We see a stoat! Lots of hurricane damage in the forests. Many telephone
cables laid out but not secured to their poles. I find a post office to
post parcel (prezzies & maps etc) home. The post office is selling
a video for the benefit of the victims of the storm – who were they - the
trees? Once again the campsite is getting ready to open. Asking in the
village provides a young helpful man who drives out to us during the evening
to take payment for our site but whether he was the owner or not we were
never quite sure! It’s been a 400 m climb up from Tulle and the evening
at 800 m is rather cool but it hasn’t rained!
Day 30
84km to Gouzon via D160 to Peyrelevade, D 78
to Pigerolles via Neavialle, D26a, D 992. Long descent in to Felletin.
N beside lake up to hilly D990 to Chenerailles and then D997 on to
Gouzon.
It was very cold night last night. I awoke to
massage ice-block feet back to life and put on warm socks. Lots of condensation
and the wonderful sensation of the warmth of the early morning sun warming
us as we ate breakfast. Gouzon has a good site by a canal and we cook a
tasty dinner. Unfortunately my bum is unusually sore.
Day 31
115km to St Pierre de Moitiers on N 145 round
Montlucon, then D 3 to Herisson, Cerilly. A long hot day with a very
sore patch on my behind. A small blister has formed.
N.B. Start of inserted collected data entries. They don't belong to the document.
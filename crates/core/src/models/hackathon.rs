//! Hackathon model and lifecycle states
//!
//! A hackathon moves through `pending -> approved -> live -> expired`
//! and never backwards. Transitions are driven either by an admin
//! approval or by the periodic sweep comparing the schedule against
//! the current time.

use chrono::{DateTime, Utc};
use serde::{Deserialize, Serialize};

/// Lifecycle state of a hackathon. Ordering follows the lifecycle, so
/// a transition is legal only when the target compares greater.
#[derive(Debug, Clone, Copy, PartialEq, Eq, PartialOrd, Ord, Serialize, Deserialize)]
#[serde(rename_all = "lowercase")]
pub enum HackathonStatus {
    Pending,
    Approved,
    Live,
    Expired,
}

impl HackathonStatus {
    pub fn as_str(&self) -> &'static str {
        match self {
            HackathonStatus::Pending => "pending",
            HackathonStatus::Approved => "approved",
            HackathonStatus::Live => "live",
            HackathonStatus::Expired => "expired",
        }
    }

    pub fn from_str(s: &str) -> Option<Self> {
        match s {
            "pending" => Some(HackathonStatus::Pending),
            "approved" => Some(HackathonStatus::Approved),
            "live" => Some(HackathonStatus::Live),
            "expired" => Some(HackathonStatus::Expired),
            _ => None,
        }
    }

    /// Whether moving to `next` is a forward transition
    pub fn can_advance_to(&self, next: HackathonStatus) -> bool {
        next > *self
    }
}

impl std::fmt::Display for HackathonStatus {
    fn fmt(&self, f: &mut std::fmt::Formatter<'_>) -> std::fmt::Result {
        write!(f, "{}", self.as_str())
    }
}

#[derive(Debug, Clone, Copy, PartialEq, Eq, Serialize, Deserialize)]
#[serde(rename_all = "lowercase")]
pub enum HackathonMode {
    Online,
    Offline,
}

impl HackathonMode {
    pub fn as_str(&self) -> &'static str {
        match self {
            HackathonMode::Online => "online",
            HackathonMode::Offline => "offline",
        }
    }

    pub fn from_str(s: &str) -> Option<Self> {
        match s {
            "online" => Some(HackathonMode::Online),
            "offline" => Some(HackathonMode::Offline),
            _ => None,
        }
    }
}

/// A hackathon event listing
#[derive(Debug, Clone, Serialize, Deserialize)]
pub struct Hackathon {
    pub id: i64,
    pub organiser_id: String,
    pub name: String,
    pub description: Option<String>,
    pub mode: HackathonMode,
    /// Venue address, required for offline events
    pub address: Option<String>,
    pub start_date: DateTime<Utc>,
    pub end_date: DateTime<Utc>,
    pub registration_deadline: DateTime<Utc>,
    pub max_team_size: u32,
    pub prize_pool: Option<String>,
    pub tags: Vec<String>,
    pub status: HackathonStatus,
    /// Winning team ids, set by the organiser after expiry
    pub winners: Vec<i64>,
    pub created_at: DateTime<Utc>,
    pub updated_at: DateTime<Utc>,
}

impl Hackathon {
    /// Whether new registrations and team changes are still allowed
    pub fn registration_open(&self, now: DateTime<Utc>) -> bool {
        now <= self.registration_deadline
    }
}

/// Input for hackathon creation
#[derive(Debug, Clone)]
pub struct NewHackathon {
    pub organiser_id: String,
    pub name: String,
    pub description: Option<String>,
    pub mode: HackathonMode,
    pub address: Option<String>,
    pub start_date: DateTime<Utc>,
    pub end_date: DateTime<Utc>,
    pub registration_deadline: DateTime<Utc>,
    pub max_team_size: u32,
    pub prize_pool: Option<String>,
    pub tags: Vec<String>,
}

/// Partial update for a hackathon; `None` fields are left untouched
#[derive(Debug, Clone, Default)]
pub struct HackathonPatch {
    pub name: Option<String>,
    pub description: Option<String>,
    pub address: Option<String>,
    pub start_date: Option<DateTime<Utc>>,
    pub end_date: Option<DateTime<Utc>>,
    pub registration_deadline: Option<DateTime<Utc>>,
    pub prize_pool: Option<String>,
    pub tags: Option<Vec<String>>,
    pub winners: Option<Vec<i64>>,
}

#[cfg(test)]
mod tests {
    use super::*;

    #[test]
    fn status_ordering_follows_lifecycle() {
        assert!(HackathonStatus::Pending.can_advance_to(HackathonStatus::Approved));
        assert!(HackathonStatus::Approved.can_advance_to(HackathonStatus::Live));
        assert!(HackathonStatus::Live.can_advance_to(HackathonStatus::Expired));
        assert!(HackathonStatus::Approved.can_advance_to(HackathonStatus::Expired));
    }

    #[test]
    fn status_never_moves_backwards() {
        assert!(!HackathonStatus::Expired.can_advance_to(HackathonStatus::Live));
        assert!(!HackathonStatus::Live.can_advance_to(HackathonStatus::Approved));
        assert!(!HackathonStatus::Approved.can_advance_to(HackathonStatus::Pending));
        assert!(!HackathonStatus::Live.can_advance_to(HackathonStatus::Live));
    }
}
All the campsites
we have passed have been closed. The pristine campsite in this town is
also closed and despite much help from locals with phone calls to the mayor
and the campsite owner it will not open either. I don’t fancy pushing onto
Nevers so I take a hotel whilst Mikael continues to Nevers where his employers
are based.
Day 32
64km via Nevers on N7 to the home of one of Mikael's
work colleagues in Le Hopitot south of D2/ N 151 junction. Nice to
have a short day. As we near the village another rain storm arrives and
an enormous grass snake slithers across the road. We are treated to a delicious
meal at a restaurant and the evening car ride is through fantastic forests.
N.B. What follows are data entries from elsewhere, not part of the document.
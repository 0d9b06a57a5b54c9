//! Peer review storage operations

use chrono::Utc;
use rusqlite::{params, Connection, Row};
use tracing::instrument;

use super::parse::parse_datetime;
use crate::error::{Error, Result};
use crate::models::Review;

pub struct ReviewStore<'a> {
    conn: &'a Connection,
}

fn review_from_row(row: &Row<'_>) -> rusqlite::Result<Review> {
    Ok(Review {
        id: row.get(0)?,
        reviewer_id: row.get(1)?,
        reviewee_id: row.get(2)?,
        rating: row.get(3)?,
        comment: row.get(4)?,
        created_at: parse_datetime(&row.get::<_, String>(5)?)?,
    })
}

impl<'a> ReviewStore<'a> {
    pub fn new(conn: &'a Connection) -> Self {
        Self { conn }
    }

    /// Store a review, returning its id
    #[instrument(skip(self), fields(reviewer_id = %reviewer_id, reviewee_id = %reviewee_id))]
    pub fn create(
        &self,
        reviewer_id: &str,
        reviewee_id: &str,
        rating: i32,
        comment: Option<&str>,
    ) -> Result<i64> {
        if !(1..=5).contains(&rating) {
            return Err(Error::Validation("Rating must be between 1 and 5".into()));
        }
        if reviewer_id == reviewee_id {
            return Err(Error::Validation("Cannot review yourself".into()));
        }
        self.conn.execute(
            "INSERT INTO reviews (reviewer_id, reviewee_id, rating, comment, created_at)
             VALUES (?1, ?2, ?3, ?4, ?5)",
            params![
                reviewer_id,
                reviewee_id,
                rating,
                comment,
                Utc::now().to_rfc3339()
            ],
        )?;
        Ok(self.conn.last_insert_rowid())
    }

    /// Reviews received by a user, newest first
    pub fn list_for_user(&self, reviewee_id: &str) -> Result<Vec<Review>> {
        let mut stmt = self.conn.prepare(
            "SELECT id, reviewer_id, reviewee_id, rating, comment, created_at
             FROM reviews WHERE reviewee_id = ?1 ORDER BY created_at DESC",
        )?;

        let reviews = stmt
            .query_map(params![reviewee_id], review_from_row)?
            .collect::<rusqlite::Result<Vec<_>>>()?;

        Ok(reviews)
    }

    /// Mean rating for a user, None when unreviewed
    pub fn average_rating(&self, reviewee_id: &str) -> Result<Option<f64>> {
        let avg: Option<f64> = self.conn.query_row(
            "SELECT AVG(rating) FROM reviews WHERE reviewee_id = ?1",
            params![reviewee_id],
            |row| row.get(0),
        )?;
        Ok(avg)
    }
}

#[cfg(test)]
mod tests {
    use super::*;
    use crate::models::{Role, User};
    use crate::storage::Database;

    fn seed_user(db: &Database, id: &str) {
        let user = User::new(
            id.to_string(),
            format!("User {id}"),
            format!("{id}@example.com"),
            Role::Participant,
        );
        db.users().create(&user).unwrap();
    }

    #[test]
    fn test_rating_bounds() {
        let db = Database::open_in_memory().unwrap();
        seed_user(&db, "a");
        seed_user(&db, "b");

        assert!(matches!(
            db.reviews().create("a", "b", 0, None).unwrap_err(),
            Error::Validation(_)
        ));
        assert!(matches!(
            db.reviews().create("a", "b", 6, None).unwrap_err(),
            Error::Validation(_)
        ));
        db.reviews().create("a", "b", 5, Some("great")).unwrap();
    }

    #[test]
    fn test_self_review_rejected() {
        let db = Database::open_in_memory().unwrap();
        seed_user(&db, "a");

        let err = db.reviews().create("a", "a", 4, None).unwrap_err();
        assert!(matches!(err, Error::Validation(_)));
    }

    #[test]
    fn test_average_rating() {
        let db = Database::open_in_memory().unwrap();
        seed_user(&db, "a");
        seed_user(&db, "b");
        seed_user(&db, "c");

        assert!(db.reviews().average_rating("c").unwrap().is_none());

        db.reviews().create("a", "c", 4, None).unwrap();
        db.reviews().create("b", "c", 2, None).unwrap();
        let avg = db.reviews().average_rating("c").unwrap().unwrap();
        assert!((avg - 3.0).abs() < f64::EPSILON);
    }
}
I recognise many town names from a family holiday in Bezolle 60kms SE of
here.
Day 33
110km. A very nice run to Ligny le Chatel via
N 151 to Clamecy and Coulanges then to Auxerre along the D
100 and Yonne river. We eat a sombre lunch near an unexpected commemorative
stone to Bradford and Devine ‘our British allies’ who died in July 1944.
Fresh wreaths and the motto ‘Who dares wins’. Mikael is unused to the constant
reminders of horror and war in almost every French village and even I am
surprised by this particular stone.
As we cycle through the Chablis vineyards the
blister on my bum bursts. Pain interspersed with occasional agony. Evening
rain again as we sit in the camping host’s little cottage and eat sausage
and chips and consume rather a lot of beer.
Day 34
98km to Brienne Le Chateaux on D 443 via Chaource,
Bar s Seine and Vendeuvre.
A truly painful day. Careful plastering helps.
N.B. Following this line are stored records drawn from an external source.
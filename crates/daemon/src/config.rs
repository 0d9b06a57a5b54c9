//! Daemon configuration
//!
//! Loaded from a TOML file; every field has a default so an empty
//! file (or none at all) yields a working config.

use std::path::{Path, PathBuf};

use directories::ProjectDirs;
use serde::Deserialize;

use hackmate_core::{Error, Result};

const DEFAULT_SWEEP_INTERVAL_MINUTES: u64 = 15;

#[derive(Debug, Clone, Deserialize)]
#[serde(default)]
pub struct Config {
    /// Path to the SQLite database file
    pub database_path: PathBuf,
    /// Minutes between lifecycle sweeps
    pub sweep_interval_minutes: u64,
}

impl Default for Config {
    fn default() -> Self {
        Self {
            database_path: default_database_path(),
            sweep_interval_minutes: DEFAULT_SWEEP_INTERVAL_MINUTES,
        }
    }
}

fn default_database_path() -> PathBuf {
    ProjectDirs::from("com", "hackmate", "hackmate")
        .map(|dirs| dirs.data_dir().join("hackmate.db"))
        .unwrap_or_else(|| PathBuf::from("hackmate.db"))
}

impl Config {
    /// Load config from a TOML file
    pub fn load<P: AsRef<Path>>(path: P) -> Result<Self> {
        let raw = std::fs::read_to_string(path)?;
        let config: Config =
            toml::from_str(&raw).map_err(|e| Error::Validation(format!("Bad config: {e}")))?;
        config.validate()?;
        Ok(config)
    }

    /// Load from the given path if present, defaults otherwise
    pub fn load_or_default(path: Option<&Path>) -> Result<Self> {
        match path {
            Some(p) => Self::load(p),
            None => Ok(Self::default()),
        }
    }

    fn validate(&self) -> Result<()> {
        if self.sweep_interval_minutes == 0 {
            return Err(Error::Validation(
                "sweep_interval_minutes must be at least 1".into(),
            ));
        }
        Ok(())
    }
}

#[cfg(test)]
mod tests {
    use super::*;
    use std::io::Write;

    #[test]
    fn test_empty_file_uses_defaults() {
        let mut file = tempfile::NamedTempFile::new().unwrap();
        write!(file, "").unwrap();

        let config = Config::load(file.path()).unwrap();
        assert_eq!(config.sweep_interval_minutes, 15);
    }

    #[test]
    fn test_partial_file_overrides() {
        let mut file = tempfile::NamedTempFile::new().unwrap();
        write!(file, "sweep_interval_minutes = 5").unwrap();

        let config = Config::load(file.path()).unwrap();
        assert_eq!(config.sweep_interval_minutes, 5);
    }

    #[test]
    fn test_zero_interval_rejected() {
        let mut file = tempfile::NamedTempFile::new().unwrap();
        write!(file, "sweep_interval_minutes = 0").unwrap();

        assert!(Config::load(file.path()).is_err());
    }

    #[test]
    fn test_garbage_is_a_validation_error() {
        let mut file = tempfile::NamedTempFile::new().unwrap();
        write!(file, "not valid toml [[[").unwrap();

        let err = Config::load(file.path()).unwrap_err();
        assert!(matches!(err, Error::Validation(_)));
    }
}
//! Feed request models
//!
//! Feed requests cover both flavours of outreach: asking to join a
//! project, and asking a person to collaborate. Both land in one table
//! distinguished by `kind`.

use chrono::{DateTime, Utc};
use serde::{Deserialize, Serialize};

#[derive(Debug, Clone, Copy, PartialEq, Eq, Serialize, Deserialize)]
#[serde(rename_all = "lowercase")]
pub enum FeedRequestKind {
    Project,
    Person,
}

impl FeedRequestKind {
    pub fn as_str(&self) -> &'static str {
        match self {
            FeedRequestKind::Project => "project",
            FeedRequestKind::Person => "person",
        }
    }

    pub fn from_str(s: &str) -> Option<Self> {
        match s {
            "project" => Some(FeedRequestKind::Project),
            "person" => Some(FeedRequestKind::Person),
            _ => None,
        }
    }
}

#[derive(Debug, Clone, Copy, PartialEq, Eq, Serialize, Deserialize)]
#[serde(rename_all = "lowercase")]
pub enum FeedRequestStatus {
    Pending,
    Approved,
    Rejected,
}

impl FeedRequestStatus {
    pub fn as_str(&self) -> &'static str {
        match self {
            FeedRequestStatus::Pending => "pending",
            FeedRequestStatus::Approved => "approved",
            FeedRequestStatus::Rejected => "rejected",
        }
    }

    pub fn from_str(s: &str) -> Option<Self> {
        match s {
            "pending" => Some(FeedRequestStatus::Pending),
            "approved" => Some(FeedRequestStatus::Approved),
            "rejected" => Some(FeedRequestStatus::Rejected),
            _ => None,
        }
    }
}

/// A pending or resolved outreach request
#[derive(Debug, Clone, Serialize, Deserialize)]
pub struct FeedRequest {
    pub id: i64,
    pub sender_id: String,
    pub receiver_id: String,
    pub kind: FeedRequestKind,
    /// Set when kind is `project`
    pub project_id: Option<i64>,
    pub message: Option<String>,
    pub status: FeedRequestStatus,
    pub created_at: DateTime<Utc>,
    pub updated_at: DateTime<Utc>,
}

/// Input for a new feed request
#[derive(Debug, Clone)]
pub struct NewFeedRequest {
    pub sender_id: String,
    pub receiver_id: String,
    pub kind: FeedRequestKind,
    pub project_id: Option<i64>,
    pub message: Option<String>,
}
Wind assistance made for a quick whiz through pleasant countryside, dulled
by occasional agony. Tepid showers we have to pay extra for but a gaggle
of English families to entertain us. Tomorrow we are heading for Verdun.
Guess what? A storm brews as we bed down for the night.
Day 35
142km - my longest touring day yet - to Verdun
via D 400, D 394, St. Dizier, N 35, Bar le Duc and the Voie Sacrée
(N 35).
The English families had complained about the
showers and sure enough the washing up water was hotter. The campsite owner
warns us of bad weather and the BBC World Service talks of a lot of storm
damage in Belgium during the night. If it had been against us I suspect
the wind would have meant little cycling today but instead it blows us
all the way to St Dizier. After that it swings more westerly and is only
marginally helpful. As we cycle along the Voie Sacrée we watch a
fox hunting in a field of long grass and a local bike race whizzes down
past us. It is a pretty route, winding up and down valleys before reaching
the ridge above Verdun. My thoughts turn to the troops that 84 years
before trudged the same way to Verdun, and the horrors of the First World
War. What must they have thought marching along in the spring surrounded
by fields of green and verdant trees, the thud of guns audible beyond the
birdsong. We reach a good campsite and eat in the town, enjoying
a pizza and the entertainment provided by an aged couple who discuss
their bowel habits, clearly convinced nobody but them speaks English. The
pizza nearly sticks in our throats as we try not to dissolve into guffawing.
Mikael will leave me tomorrow and I will spend a day or two resting my
blister and seeing the sights, however grim they may be.